Zur Identitätskonstruktion im Cyberspace

Evelina Bühler-Ilieva  

(Zürich 1997)

Inhaltsverzeichnis
 

1 Einleitung

2 Definition von VR ('virtual reality') und Cyberspace

3 MUDs und "Mudding": perfektes Setting eines spätmodernen Selbst

3.1 Drachen töten oder im 'Living room' mit DicTurpin plaudern
3.2 Eine LambdaMOO-Session
3.3 Vergewaltigung im Cyberspace

4 Identität : theoretische Ansätze

4.1 I, Me and the Generalized Other: G.H.Mead und ein Konzept des virtuellen Selbst
4.2 Begriffsorientierung: Identität, Selbst, Ich-Identität
4.3 Theorie der sozialen Identität
4.4 Identitätsdiffusion als kulturelle Anpassungsleistung

5 Technologie des Selbst

5.1 "Shattered" selves
5.2 The saturated Self

6 "Life is made up of many windows and real life is only one of them"

6.1 Very desirable Cyberself
6.2
Einige MUDs-Biographien: mein echtes Zuhause

7 Psychotherapie oder Sucht?

8 "Gender swapping" in VR

9 Schlusswort: SURplus-Identity on-line

10 Literatur

 

I split my mind...I can see myself as being two or three more.
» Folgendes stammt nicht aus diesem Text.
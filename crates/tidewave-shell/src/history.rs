//! Back/forward history stack.
//!
//! Holds the ordered URLs of the session plus the current position. Pushing
//! after going back discards the forward branch, the usual browser contract.
//! The stack is never empty, so `0 <= index < len` always holds.

use crate::page::NEW_TAB_URL;

/// The back/forward stack for the single browsing context.
#[derive(Debug, Clone, PartialEq, Eq)]
pub struct HistoryStack {
    /// Visited URLs, oldest first.
    entries: Vec<String>,

    /// Current entry index.
    current_index: usize,
}

impl HistoryStack {
    /// Create a stack holding only the new-tab page.
    pub fn new() -> Self {
        Self {
            entries: vec![NEW_TAB_URL.to_string()],
            current_index: 0,
        }
    }

    /// Rebuild a stack from persisted parts, repairing anything out of range.
    pub fn restore(entries: Vec<String>, index: usize) -> Self {
        if entries.is_empty() {
            tracing::warn!("Persisted history stack is empty, starting fresh");
            return Self::new();
        }

        let current_index = if index < entries.len() {
            index
        } else {
            tracing::warn!(
                index,
                len = entries.len(),
                "Persisted history index out of range, clamping"
            );
            entries.len() - 1
        };

        Self {
            entries,
            current_index,
        }
    }

    /// Get the number of entries.
    pub fn len(&self) -> usize {
        self.entries.len()
    }

    /// Always false; kept for API symmetry with `len`.
    pub fn is_empty(&self) -> bool {
        self.entries.is_empty()
    }

    /// Get the current URL.
    pub fn current(&self) -> &str {
        &self.entries[self.current_index]
    }

    /// Get current index.
    pub fn current_index(&self) -> usize {
        self.current_index
    }

    /// Get entries.
    pub fn entries(&self) -> &[String] {
        &self.entries
    }

    /// Push a new entry, truncating any forward history first.
    pub fn push(&mut self, url: impl Into<String>) {
        self.entries.truncate(self.current_index + 1);
        self.entries.push(url.into());
        self.current_index = self.entries.len() - 1;
    }

    /// Check if can go back.
    pub fn can_go_back(&self) -> bool {
        self.current_index > 0
    }

    /// Check if can go forward.
    pub fn can_go_forward(&self) -> bool {
        self.current_index + 1 < self.entries.len()
    }

    /// Go back one entry.
    pub fn back(&mut self) -> Option<&str> {
        self.go(-1)
    }

    /// Go forward one entry.
    pub fn forward(&mut self) -> Option<&str> {
        self.go(1)
    }

    /// Go by delta entries (negative = back, positive = forward).
    ///
    /// Returns `None` and leaves the position untouched if the target is out
    /// of range.
    pub fn go(&mut self, delta: isize) -> Option<&str> {
        let new_index = self.current_index.checked_add_signed(delta)?;

        if new_index >= self.entries.len() {
            return None;
        }

        self.current_index = new_index;
        Some(self.current())
    }
}

impl Default for HistoryStack {
    fn default() -> Self {
        Self::new()
    }
}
And I just turn on one part of my mind and then another when I go from window to window. I'm in some kind of argument in one window and trying to come on to a girl in a MUD in another, and another window might be running a spreadsheet programm or some other technical things for school...And then I'll get a real-time message that flashes on the screen as soon as it is sent from another system user, and I guess that's RL (Anmerkung E.B.: Real Life). RL ist just one more window, and it's not usually my best one".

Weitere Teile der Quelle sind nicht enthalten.